▶ Assignment: From the records below, copy each line in which the string "widths" occurs.

▶ Source records:
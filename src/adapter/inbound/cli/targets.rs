//! `targets` subcommands over the SQLite registry.

use std::path::Path;
use std::str::FromStr;

use serde_json::json;

use super::command::{TargetAddArgs, TargetIdArgs, TargetsCommand};
use super::{load_config, output};
use crate::adapter::outbound::sqlite::SqliteTargetRegistry;
use crate::domain::id::TargetId;
use crate::domain::target::{RebalanceTarget, TargetKind};
use crate::error::{ConfigError, RegistryError, Result};
use crate::infrastructure::bootstrap::init_database;
use crate::infrastructure::config::registry::RegistryBackend;
use crate::infrastructure::config::settings::Config;

#[allow(clippy::result_large_err)]
pub fn execute(command: &TargetsCommand) -> Result<()> {
    match command {
        TargetsCommand::List(args) => list(&args.config),
        TargetsCommand::Add(args) => add(args),
        TargetsCommand::Enable(args) => set_enabled(args, true),
        TargetsCommand::Disable(args) => set_enabled(args, false),
        TargetsCommand::Remove(args) => remove(args),
    }
}

#[allow(clippy::result_large_err)]
fn open_registry(config: &Config) -> Result<SqliteTargetRegistry> {
    if config.registry.backend == RegistryBackend::Static {
        return Err(ConfigError::Other(
            "the static registry is read from [[registry.targets]]; edit the config file instead"
                .to_string(),
        )
        .into());
    }
    Ok(SqliteTargetRegistry::new(init_database(config)?))
}

#[allow(clippy::result_large_err)]
fn list(config_path: &Path) -> Result<()> {
    let config = load_config(config_path)?;
    let targets = match config.registry.backend {
        RegistryBackend::Static => config.static_targets()?,
        RegistryBackend::Sqlite => open_registry(&config)?.list()?,
    };

    if output::is_json() {
        output::json_output(json!({
            "command": "targets.list",
            "targets": targets,
        }));
        return Ok(());
    }

    if targets.is_empty() {
        output::hint("no targets tracked; add one with `rebalance-keeper targets add <id>`");
        return Ok(());
    }

    output::section("Targets");
    let widths = [42, 6, 8, 0];
    output::table_header(&[
        ("target", widths[0]),
        ("kind", widths[1]),
        ("enabled", widths[2]),
        ("last rebalanced", widths[3]),
    ]);
    for target in &targets {
        output::table_row(
            &[
                output::cell(&target.id),
                output::cell(target.kind),
                if target.enabled {
                    output::styled_cell("yes", |v| output::positive(v))
                } else {
                    output::styled_cell("no", |v| output::muted(v))
                },
                output::cell(
                    target
                        .last_rebalanced_at
                        .map_or_else(|| "never".to_string(), |at| at.to_rfc3339()),
                ),
            ],
            &widths,
        );
    }
    Ok(())
}

#[allow(clippy::result_large_err)]
fn add(args: &TargetAddArgs) -> Result<()> {
    let config = load_config(&args.config)?;
    let kind = TargetKind::from_str(&args.kind)?;
    let target = RebalanceTarget::try_new(&args.id, kind)?.with_enabled(!args.disabled);

    if kind == TargetKind::MarketVault && config.chain.market_address.is_none() {
        output::warning("chain.market_address is not set; market targets will fail until it is");
    }

    open_registry(&config)?.add(&target)?;
    output::success(&format!("Tracking {} target {}", target.kind, target.id));
    Ok(())
}

#[allow(clippy::result_large_err)]
fn set_enabled(args: &TargetIdArgs, enabled: bool) -> Result<()> {
    let config = load_config(&args.config)?;
    let id = TargetId::new(args.id.as_str());
    open_registry(&config)?.set_enabled(&id, enabled)?;
    output::success(&format!(
        "{} {id}",
        if enabled { "Enabled" } else { "Disabled" }
    ));
    Ok(())
}

#[allow(clippy::result_large_err)]
fn remove(args: &TargetIdArgs) -> Result<()> {
    let config = load_config(&args.config)?;
    let id = TargetId::new(args.id.as_str());
    if !open_registry(&config)?.remove(&id)? {
        return Err(RegistryError::NotFound(id.to_string()).into());
    }
    output::success(&format!("Removed {id}"));
    Ok(())
}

▶ Answer space:
    let widths = [42, 6, 8, 0];
        ("target", widths[0]),
        ("kind", widths[1]),
        ("enabled", widths[2]),
        ("last rebalanced", widths[3]),
            &widths,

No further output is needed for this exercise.